**Materials provided**
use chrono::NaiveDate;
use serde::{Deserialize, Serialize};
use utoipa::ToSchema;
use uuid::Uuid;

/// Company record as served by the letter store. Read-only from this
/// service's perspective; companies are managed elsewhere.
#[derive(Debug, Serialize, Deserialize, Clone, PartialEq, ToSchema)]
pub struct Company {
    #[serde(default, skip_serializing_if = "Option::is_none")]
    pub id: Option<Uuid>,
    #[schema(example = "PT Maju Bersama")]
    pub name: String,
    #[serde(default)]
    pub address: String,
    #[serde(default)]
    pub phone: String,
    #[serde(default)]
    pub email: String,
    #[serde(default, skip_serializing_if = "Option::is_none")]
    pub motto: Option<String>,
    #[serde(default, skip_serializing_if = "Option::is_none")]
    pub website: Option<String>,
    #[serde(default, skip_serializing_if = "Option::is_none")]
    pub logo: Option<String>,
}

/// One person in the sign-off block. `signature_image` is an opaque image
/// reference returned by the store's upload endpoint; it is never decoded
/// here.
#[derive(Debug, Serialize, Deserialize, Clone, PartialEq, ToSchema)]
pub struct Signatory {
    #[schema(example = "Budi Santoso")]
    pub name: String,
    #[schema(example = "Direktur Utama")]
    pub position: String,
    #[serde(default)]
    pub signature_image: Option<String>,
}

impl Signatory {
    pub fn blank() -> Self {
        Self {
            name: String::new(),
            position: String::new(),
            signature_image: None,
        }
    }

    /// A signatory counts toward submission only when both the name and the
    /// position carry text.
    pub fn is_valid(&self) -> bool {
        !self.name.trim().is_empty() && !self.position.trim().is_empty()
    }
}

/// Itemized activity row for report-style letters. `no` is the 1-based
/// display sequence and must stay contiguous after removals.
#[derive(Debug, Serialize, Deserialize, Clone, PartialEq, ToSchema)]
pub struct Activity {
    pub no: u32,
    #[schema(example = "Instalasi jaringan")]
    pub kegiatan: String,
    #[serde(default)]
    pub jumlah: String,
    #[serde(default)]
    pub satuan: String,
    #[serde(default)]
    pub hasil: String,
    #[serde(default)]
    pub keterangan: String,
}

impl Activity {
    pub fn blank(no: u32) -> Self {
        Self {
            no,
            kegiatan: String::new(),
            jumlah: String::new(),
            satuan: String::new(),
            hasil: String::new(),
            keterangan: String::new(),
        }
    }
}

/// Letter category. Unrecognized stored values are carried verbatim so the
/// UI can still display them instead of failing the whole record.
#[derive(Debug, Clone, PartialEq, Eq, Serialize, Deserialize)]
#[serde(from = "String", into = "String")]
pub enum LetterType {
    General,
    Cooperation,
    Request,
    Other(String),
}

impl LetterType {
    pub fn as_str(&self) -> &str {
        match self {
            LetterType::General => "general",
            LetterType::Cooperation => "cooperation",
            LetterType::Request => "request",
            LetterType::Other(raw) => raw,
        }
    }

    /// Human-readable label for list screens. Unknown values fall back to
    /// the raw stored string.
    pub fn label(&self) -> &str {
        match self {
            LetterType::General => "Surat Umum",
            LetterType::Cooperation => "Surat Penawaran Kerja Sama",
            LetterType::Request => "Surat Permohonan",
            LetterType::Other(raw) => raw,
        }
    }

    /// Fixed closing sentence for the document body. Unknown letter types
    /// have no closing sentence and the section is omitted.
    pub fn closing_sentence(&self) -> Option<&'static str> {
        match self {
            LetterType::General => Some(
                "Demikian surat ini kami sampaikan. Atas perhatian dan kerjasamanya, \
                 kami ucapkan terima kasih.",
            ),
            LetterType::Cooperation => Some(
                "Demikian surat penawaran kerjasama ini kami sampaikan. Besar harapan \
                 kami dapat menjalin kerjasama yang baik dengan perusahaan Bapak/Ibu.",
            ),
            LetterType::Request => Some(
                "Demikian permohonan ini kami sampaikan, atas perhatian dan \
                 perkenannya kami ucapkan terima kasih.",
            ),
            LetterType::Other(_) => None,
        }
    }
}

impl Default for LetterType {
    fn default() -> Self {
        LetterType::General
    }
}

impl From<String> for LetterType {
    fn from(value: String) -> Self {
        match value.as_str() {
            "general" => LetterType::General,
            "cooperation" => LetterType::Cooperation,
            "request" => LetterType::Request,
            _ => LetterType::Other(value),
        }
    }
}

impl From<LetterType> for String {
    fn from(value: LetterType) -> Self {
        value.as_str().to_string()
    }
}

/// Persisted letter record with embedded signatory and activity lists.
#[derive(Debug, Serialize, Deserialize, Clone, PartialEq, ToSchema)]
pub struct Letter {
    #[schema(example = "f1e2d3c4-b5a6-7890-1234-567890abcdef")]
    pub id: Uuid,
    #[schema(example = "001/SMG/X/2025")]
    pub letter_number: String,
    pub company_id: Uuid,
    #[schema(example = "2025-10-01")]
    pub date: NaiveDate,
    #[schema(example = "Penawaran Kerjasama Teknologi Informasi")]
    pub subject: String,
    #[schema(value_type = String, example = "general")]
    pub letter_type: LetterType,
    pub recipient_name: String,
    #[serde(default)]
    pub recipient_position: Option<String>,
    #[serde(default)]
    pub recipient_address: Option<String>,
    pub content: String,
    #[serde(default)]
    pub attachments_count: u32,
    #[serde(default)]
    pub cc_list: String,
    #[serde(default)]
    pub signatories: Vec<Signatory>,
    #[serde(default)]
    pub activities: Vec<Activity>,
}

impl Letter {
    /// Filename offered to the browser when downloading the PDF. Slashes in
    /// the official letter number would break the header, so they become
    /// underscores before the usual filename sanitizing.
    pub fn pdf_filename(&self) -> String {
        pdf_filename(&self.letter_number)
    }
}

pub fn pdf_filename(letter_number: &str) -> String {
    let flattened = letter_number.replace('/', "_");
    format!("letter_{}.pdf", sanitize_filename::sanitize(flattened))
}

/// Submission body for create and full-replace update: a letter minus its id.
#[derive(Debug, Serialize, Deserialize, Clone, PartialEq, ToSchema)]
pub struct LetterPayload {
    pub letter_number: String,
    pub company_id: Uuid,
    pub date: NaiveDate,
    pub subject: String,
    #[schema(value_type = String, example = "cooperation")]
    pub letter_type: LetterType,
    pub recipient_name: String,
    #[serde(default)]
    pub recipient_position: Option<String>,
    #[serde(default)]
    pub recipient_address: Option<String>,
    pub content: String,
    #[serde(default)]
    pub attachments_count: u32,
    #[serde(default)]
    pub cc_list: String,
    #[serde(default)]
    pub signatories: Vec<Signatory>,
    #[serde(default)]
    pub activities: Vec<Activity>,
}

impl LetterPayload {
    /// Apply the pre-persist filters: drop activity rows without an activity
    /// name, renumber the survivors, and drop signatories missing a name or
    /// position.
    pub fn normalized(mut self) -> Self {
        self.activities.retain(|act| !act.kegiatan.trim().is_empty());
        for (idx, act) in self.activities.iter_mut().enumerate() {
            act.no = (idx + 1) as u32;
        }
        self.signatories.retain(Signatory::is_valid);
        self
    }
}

**Exercise goal**
Your task is to repeat each line of the material exactly.

**Answer to the problem**
use chrono::NaiveDate;
use serde::{Deserialize, Serialize};
use utoipa::ToSchema;
use uuid::Uuid;

/// Company record as served by the letter store. Read-only from this
/// service's perspective; companies are managed elsewhere.
#[derive(Debug, Serialize, Deserialize, Clone, PartialEq, ToSchema)]
pub struct Company {
    #[serde(default, skip_serializing_if = "Option::is_none")]
    pub id: Option<Uuid>,
    #[schema(example = "PT Maju Bersama")]
    pub name: String,
    #[serde(default)]
    pub address: String,
    #[serde(default)]
    pub phone: String,
    #[serde(default)]
    pub email: String,
    #[serde(default, skip_serializing_if = "Option::is_none")]
    pub motto: Option<String>,
    #[serde(default, skip_serializing_if = "Option::is_none")]
    pub website: Option<String>,
    #[serde(default, skip_serializing_if = "Option::is_none")]
    pub logo: Option<String>,
}

/// One person in the sign-off block. `signature_image` is an opaque image
/// reference returned by the store's upload endpoint; it is never decoded
/// here.
#[derive(Debug, Serialize, Deserialize, Clone, PartialEq, ToSchema)]
pub struct Signatory {
    #[schema(example = "Budi Santoso")]
    pub name: String,
    #[schema(example = "Direktur Utama")]
    pub position: String,
    #[serde(default)]
    pub signature_image: Option<String>,
}

impl Signatory {
    pub fn blank() -> Self {
        Self {
            name: String::new(),
            position: String::new(),
            signature_image: None,
        }
    }

    /// A signatory counts toward submission only when both the name and the
    /// position carry text.
    pub fn is_valid(&self) -> bool {
        !self.name.trim().is_empty() && !self.position.trim().is_empty()
    }
}

/// Itemized activity row for report-style letters. `no` is the 1-based
/// display sequence and must stay contiguous after removals.
#[derive(Debug, Serialize, Deserialize, Clone, PartialEq, ToSchema)]
pub struct Activity {
    pub no: u32,
    #[schema(example = "Instalasi jaringan")]
    pub kegiatan: String,
    #[serde(default)]
    pub jumlah: String,
    #[serde(default)]
    pub satuan: String,
    #[serde(default)]
    pub hasil: String,
    #[serde(default)]
    pub keterangan: String,
}

impl Activity {
    pub fn blank(no: u32) -> Self {
        Self {
            no,
            kegiatan: String::new(),
            jumlah: String::new(),
            satuan: String::new(),
            hasil: String::new(),
            keterangan: String::new(),
        }
    }
}

/// Letter category. Unrecognized stored values are carried verbatim so the
/// UI can still display them instead of failing the whole record.
#[derive(Debug, Clone, PartialEq, Eq, Serialize, Deserialize)]
#[serde(from = "String", into = "String")]
pub enum LetterType {
    General,
    Cooperation,
    Request,
    Other(String),
}

impl LetterType {
    pub fn as_str(&self) -> &str {
        match self {
            LetterType::General => "general",
            LetterType::Cooperation => "cooperation",
            LetterType::Request => "request",
            LetterType::Other(raw) => raw,
        }
    }

    /// Human-readable label for list screens. Unknown values fall back to
    /// the raw stored string.
    pub fn label(&self) -> &str {
        match self {
            LetterType::General => "Surat Umum",
            LetterType::Cooperation => "Surat Penawaran Kerja Sama",
            LetterType::Request => "Surat Permohonan",
            LetterType::Other(raw) => raw,
        }
    }

    /// Fixed closing sentence for the document body. Unknown letter types
    /// have no closing sentence and the section is omitted.
    pub fn closing_sentence(&self) -> Option<&'static str> {
        match self {
            LetterType::General => Some(
                "Demikian surat ini kami sampaikan. Atas perhatian dan kerjasamanya, \
                 kami ucapkan terima kasih.",
            ),
            LetterType::Cooperation => Some(
                "Demikian surat penawaran kerjasama ini kami sampaikan. Besar harapan \
                 kami dapat menjalin kerjasama yang baik dengan perusahaan Bapak/Ibu.",
            ),
            LetterType::Request => Some(
                "Demikian permohonan ini kami sampaikan, atas perhatian dan \
                 perkenannya kami ucapkan terima kasih.",
            ),
            LetterType::Other(_) => None,
        }
    }
}

impl Default for LetterType {
    fn default() -> Self {
        LetterType::General
    }
}

impl From<String> for LetterType {
    fn from(value: String) -> Self {
        match value.as_str() {
            "general" => LetterType::General,
            "cooperation" => LetterType::Cooperation,
            "request" => LetterType::Request,
            _ => LetterType::Other(value),
        }
    }
}

impl From<LetterType> for String {
    fn from(value: LetterType) -> Self {
        value.as_str().to_string()
    }
}

/// Persisted letter record with embedded signatory and activity lists.
#[derive(Debug, Serialize, Deserialize, Clone, PartialEq, ToSchema)]
pub struct Letter {
    #[schema(example = "f1e2d3c4-b5a6-7890-1234-567890abcdef")]
    pub id: Uuid,
    #[schema(example = "001/SMG/X/2025")]
    pub letter_number: String,
    pub company_id: Uuid,
    #[schema(example = "2025-10-01")]
    pub date: NaiveDate,
    #[schema(example = "Penawaran Kerjasama Teknologi Informasi")]
    pub subject: String,
    #[schema(value_type = String, example = "general")]
    pub letter_type: LetterType,
    pub recipient_name: String,
    #[serde(default)]
    pub recipient_position: Option<String>,
    #[serde(default)]
    pub recipient_address: Option<String>,
    pub content: String,
    #[serde(default)]
    pub attachments_count: u32,
    #[serde(default)]
    pub cc_list: String,
    #[serde(default)]
    pub signatories: Vec<Signatory>,
    #[serde(default)]
    pub activities: Vec<Activity>,
}

impl Letter {
    /// Filename offered to the browser when downloading the PDF. Slashes in
    /// the official letter number would break the header, so they become
    /// underscores before the usual filename sanitizing.
    pub fn pdf_filename(&self) -> String {
        pdf_filename(&self.letter_number)
    }
}

pub fn pdf_filename(letter_number: &str) -> String {
    let flattened = letter_number.replace('/', "_");
    format!("letter_{}.pdf", sanitize_filename::sanitize(flattened))
}

/// Submission body for create and full-replace update: a letter minus its id.
#[derive(Debug, Serialize, Deserialize, Clone, PartialEq, ToSchema)]
pub struct LetterPayload {
    pub letter_number: String,
    pub company_id: Uuid,
    pub date: NaiveDate,
    pub subject: String,
    #[schema(value_type = String, example = "cooperation")]
    pub letter_type: LetterType,
    pub recipient_name: String,
    #[serde(default)]
    pub recipient_position: Option<String>,
    #[serde(default)]
    pub recipient_address: Option<String>,
    pub content: String,
    #[serde(default)]
    pub attachments_count: u32,
    #[serde(default)]
    pub cc_list: String,
    #[serde(default)]
    pub signatories: Vec<Signatory>,
    #[serde(default)]
    pub activities: Vec<Activity>,
}

impl LetterPayload {
    /// Apply the pre-persist filters: drop activity rows without an activity
    /// name, renumber the survivors, and drop signatories missing a name or
    /// position.
    pub fn normalized(mut self) -> Self {
        self.activities.retain(|act| !act.kegiatan.trim().is_empty());
        for (idx, act) in self.activities.iter_mut().enumerate() {
            act.no = (idx + 1) as u32;
        }
        self.signatories.retain(Signatory::is_valid);
        self
    }
}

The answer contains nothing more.